A ministry spokesman said the person travelled to Hawke's Bay the day before developing symptoms, but people can be infectious for up to 48 hours before symptoms develop, which is why the ministry traces contacts 48 hours before symptoms begin.
"Some people remain asymptomatic or have very mild symptoms throughout, but can still potentially infect others."
The Waikato person is now isolating at home. The spokesman reminded Hawke's Bay to "be kind".
A spokesman did not confirm if the Covid case was double vaccinated.
"For privacy reasons, wherever possible, the Ministry of Health does not comment on individual cases and at this stage, we are not commenting on the vaccination status of this case."
Wairoa District Council mayor Craig Little said he knew the contact in Wairoa and believed the man had done "everything right".
"He'd been double vaxxed, he isolated straight away and tested negative."
He said he was deemed "a low-risk" case.
"This individual did nothing wrong, and the fact he tested negative should be a motivation for all the people out there who are still thinking about not getting the vaccination."
He said he wasn't aware of any locations of interest in Wairoa at the present time.
Hawke's Bay DHB medical officer of health Nick Jones thanked the close contacts identified in Hawke's Bay for following public health advice and "doing the right thing".
Jones said investigations continued and people should keep an eye on the ministry's locations of interest, which would be updated if any locations in Hawke's Bay were identified.
"The DHB would also actively share any new information to ensure the public were well informed.
"It is reassuring negative results have been returned at the six-day mark, which is good news.
"However, today's news is a timely reminder for Hawke's Bay residents to continue to follow level 2 Covid advice when out and about."
He urged people to get vaccinated.
"It remains your best protection against Covid-19 and I strongly urge people to get protected and get it done."
Nationwide there were 102 Covid cases in the community yesterday, the highest daily number since coronavirus hit NZ shores last year.
Hospital numbers are also at their highest - 46 people were on a ward or in ICU today.
Ninety-four cases are in Auckland and eight are in Waikato, Bloomfield said.
Case numbers have hopped around in recent days, from 94 on Tuesday - the highest daily number since the pandemic began - to 60 yesterday.
Ikaroa-Rawhiti MP Meka Whaitiri said although no one wanted Covid-19 to come to Hawke's Bay, the community had been preparing for it and she was confident the individuals involved had followed the correct procedures.
She said contact tracing was "critical" but vaccination remained the best form of defence.
Low vaccination rates in parts of the region, particularly among Māori communities remained a concern, she said.
"That's what's kept me up at night."
She urged anyone with symptoms to isolate at home and get tested, and follow other MoH advice.
Tukituki MP Anna Lorck said the entire region was working together to keep Covid out, as evidenced on Super Saturday last weekend.
"But we must keep focusing on protecting our communities and keep vaccinating."

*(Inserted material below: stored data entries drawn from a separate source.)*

// ---------------------------------------------------------------------------
// S1 — approval allow
// ---------------------------------------------------------------------------

#[tokio::test]
async fn s1_low_risk_tool_runs_without_permission_prompt() {
    init_tracing();
    let provider = ScriptedProvider::new(vec![vec![
        proposal("call_1", "list", json!({ "dir": "/tmp" })),
        usage(12, 3),
        ModelChunk::Finish(FinishReason::Stop),
    ]]);
    let pool = AgentPool::builder()
        .max_agents(10)
        .provider(provider)
        .tool(ListTool)
        .risk_policy(RiskPolicy::Strict)
        .build()
        .unwrap();
    let agent = pool.create(AgentConfig::new("a1")).await.unwrap();
    let sub = agent.subscribe(SubscribeOptions::all()).await;

    let result = agent
        .send(&CancellationToken::new(), "list files")
        .await
        .unwrap();
    assert_eq!(result.state, RunState::Completed);

    let envelopes = collect_until_done(&sub).await;
    let seen = kinds(&envelopes);
    assert_subsequence(
        &seen,
        &[
            EventKind::ToolStart,
            EventKind::ToolEnd,
            EventKind::TokenUsage,
            EventKind::StepComplete,
            EventKind::Done,
        ],
    );
    assert!(
        !seen.contains(&EventKind::PermissionRequired),
        "low-risk call must not prompt"
    );

    let tool_end = envelopes
        .iter()
        .find_map(|e| match &e.event {
            AgentEvent::ToolEnd { call } => Some(call.clone()),
            _ => None,
        })
        .expect("tool end event");
    assert_eq!(tool_end.state, CallState::Completed);
    assert_eq!(tool_end.result, Some(json!(["a", "b"])));

    match envelopes.last().map(|e| &e.event) {
        Some(AgentEvent::Done { reason }) => assert_eq!(*reason, DoneReason::Stop),
        other => panic!("expected done, got {other:?}"),
    }

    // The monitor snapshot redacts arguments unless the tool opts in.
    let executed = envelopes
        .iter()
        .find_map(|e| match &e.event {
            AgentEvent::ToolExecuted { call } => Some(call.clone()),
            _ => None,
        })
        .expect("tool executed snapshot");
    assert_eq!(executed.arguments, Value::Null);
}

// ---------------------------------------------------------------------------
// S2 — approval deny
// ---------------------------------------------------------------------------

#[tokio::test]
async fn s2_denied_critical_tool_fails_with_policy_cause() {
    init_tracing();
    let shell = ShellTool::default();
    let executed = shell.executed.clone();
    let provider = ScriptedProvider::new(vec![vec![
        proposal("call_1", "shell", json!({ "command": "rm -rf /tmp/x" })),
        usage(20, 5),
        ModelChunk::Finish(FinishReason::Stop),
    ]]);
    let pool = AgentPool::builder()
        .max_agents(10)
        .provider(provider)
        .tool(shell)
        .risk_policy(RiskPolicy::Strict)
        .build()
        .unwrap();
    let agent = pool.create(AgentConfig::new("a1")).await.unwrap();
    let sub = agent.subscribe(SubscribeOptions::all()).await;

    let runner = {
        let agent = agent.clone();
        tokio::spawn(async move { agent.send(&CancellationToken::new(), "clean up").await })
    };

    // Wait for the permission request, then deny it.
    let request_id = loop {
        let item = timeout(WAIT, sub.recv())
            .await
            .expect("timed out waiting for permission request")
            .expect("stream open");
        if let BusItem::Event(env) = item
            && let AgentEvent::PermissionRequired { request_id, call, .. } = env.event
        {
            assert_eq!(call.state, CallState::Approving);
            break request_id;
        }
    };
    pool.executor()
        .decide(&request_id, false, Some("no".into()))
        .await
        .unwrap();

    let envelopes = collect_until_done(&sub).await;
    let seen = kinds(&envelopes);
    assert_subsequence(
        &seen,
        &[EventKind::PermissionDecided, EventKind::ToolEnd, EventKind::Done],
    );

    let tool_end = envelopes
        .iter()
        .find_map(|e| match &e.event {
            AgentEvent::ToolEnd { call } => Some(call.clone()),
            _ => None,
        })
        .expect("tool end event");
    assert_eq!(tool_end.state, CallState::Failed);
    assert_eq!(tool_end.cause, Some(FailureCause::Policy));

    match envelopes.last().map(|e| &e.event) {
        Some(AgentEvent::Done { reason }) => assert_eq!(*reason, DoneReason::Error),
        other => panic!("expected done, got {other:?}"),
    }

    let result = runner.await.unwrap().unwrap();
    assert_eq!(result.state, RunState::Failed);
    assert!(!executed.load(Ordering::SeqCst), "no filesystem call may run");
}

// ---------------------------------------------------------------------------
// S3 — DAG with parallelism
// ---------------------------------------------------------------------------

#[tokio::test]
async fn s3_dag_respects_dependencies_and_parallel_cap() {
    init_tracing();
    let track = TrackTool::default();
    let spans = track.spans.clone();
    let peak = track.peak.clone();

    let pool = AgentPool::builder()
        .provider(ScriptedProvider::default())
        .tool(track)
        .build()
        .unwrap();
    pool.create(AgentConfig::new("a1")).await.unwrap();

    let step = |id: &str, deps: &[&str]| {
        ToolCall::new("track", json!({ "label": id }))
            .with_id(id)
            .with_depends_on(deps.iter().copied())
    };
    let options = ExecOptions {
        max_parallel_steps: 2,
        require_approval: false,
        ..ExecOptions::default()
    };
    let plan = ExecutionPlan::new("diamond")
        .with_step(step("s1", &[]))
        .with_step(step("s2", &[]))
        .with_step(step("s3", &["s1", "s2"]))
        .with_step(step("s4", &["s3"]))
        .with_options(options);

    let plan_completes = Arc::new(AtomicUsize::new(0));
    let mut callbacks = ExecCallbacks::new();
    {
        let plan_completes = plan_completes.clone();
        callbacks.add(move |event| {
            if matches!(event, ExecEvent::PlanComplete { .. }) {
                plan_completes.fetch_add(1, Ordering::SeqCst);
            }
        });
    }

    let ctx = ToolContext::new("a1", CancellationToken::new());
    let report = pool
        .executor()
        .execute(plan, &ctx, &callbacks)
        .await
        .unwrap();

    assert_eq!(report.status, PlanStatus::Completed);
    assert!(report.calls.iter().all(|c| c.state == CallState::Completed));
    assert_eq!(plan_completes.load(Ordering::SeqCst), 1);
    assert!(peak.load(Ordering::SeqCst) <= 2, "parallel cap respected");

    let spans = spans.lock().unwrap();
    let span = |label: &str| {
        spans
            .iter()
            .find(|(l, _, _)| l == label)
            .map(|(_, s, e)| (*s, *e))
            .expect("span recorded")
    };
    let (s1_start, s1_end) = span("s1");
    let (s2_start, s2_end) = span("s2");
    let (s3_start, s3_end) = span("s3");
    let (s4_start, _) = span("s4");

    // s1 and s2 overlap; s3 starts after both; s4 after s3.
    assert!(s1_start < s2_end && s2_start < s1_end, "s1 and s2 run concurrently");
    assert!(s3_start >= s1_end && s3_start >= s2_end, "s3 waits for s1 and s2");
    assert!(s4_start >= s3_end, "s4 waits for s3");
}

// ---------------------------------------------------------------------------
// S4 — cancellation
// ---------------------------------------------------------------------------

#[tokio::test]
async fn s4_plan_cancel_stops_executing_step() {
    init_tracing();
    let pool = AgentPool::builder()
        .provider(ScriptedProvider::default())
        .tool(SleepTool)
        .build()
        .unwrap();
    pool.create(AgentConfig::new("a1")).await.unwrap();
    let sub = pool
        .get("a1")
        .await
        .unwrap()
        .subscribe(SubscribeOptions::channels([Channel::Progress]))
        .await;

    let options = ExecOptions {
        require_approval: false,
        step_timeout_ms: 30_000,
        ..ExecOptions::default()
    };
    let plan = ExecutionPlan::new("long")
        .with_step(ToolCall::new("sleep", json!({ "ms": 20_000 })).with_id("slow"))
        .with_options(options);
    let plan_id = plan.id.clone();

    let executor = pool.executor().clone();
    let ctx = ToolContext::new("a1", CancellationToken::new());
    let runner = tokio::spawn(async move {
        executor
            .execute(plan, &ctx, &ExecCallbacks::new())
            .await
    });

    // Wait for the step to start, then cancel the plan.
    loop {
        let item = timeout(WAIT, sub.recv())
            .await
            .expect("timed out waiting for tool start")
            .expect("stream open");
        if let BusItem::Event(env) = item
            && env.event.kind() == EventKind::ToolStart
        {
            break;
        }
    }
    pool.executor().cancel(&plan_id).unwrap();

    let report = timeout(WAIT, runner).await.expect("cancel is prompt").unwrap().unwrap();
    assert_eq!(report.status, PlanStatus::Cancelled);
    assert_eq!(report.calls[0].state, CallState::Cancelled);

    // A ToolEnd for the cancelled step is published; no further ToolStart.
    let mut saw_end = false;
    while let Ok(Some(item)) = timeout(Duration::from_millis(200), sub.recv()).await {
        if let BusItem::Event(env) = item {
            match env.event.kind() {
                EventKind::ToolEnd => saw_end = true,
                EventKind::ToolStart => panic!("no step may start after plan cancel"),
                _ => {}
            }
        }
    }
    assert!(saw_end, "cancelled step still emits ToolEnd");
}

She said 82 per cent of people in HB had at least one dose of the vaccination and she thanked them for their efforts.
"Super Saturday was an enormous success, and alongside the lives saved, it reminded us that we are still a team.
"While Super Saturday was a fantastic effort, the job is not done yet. "
She said vaccinations helped slow the spread by making people less likely to catch Covid and less likely to pass it on to others.
"On Friday, we will set out the new Covid Protection Framework, a plan to continue to protect New Zealanders from the virus in a highly vaccinated environment."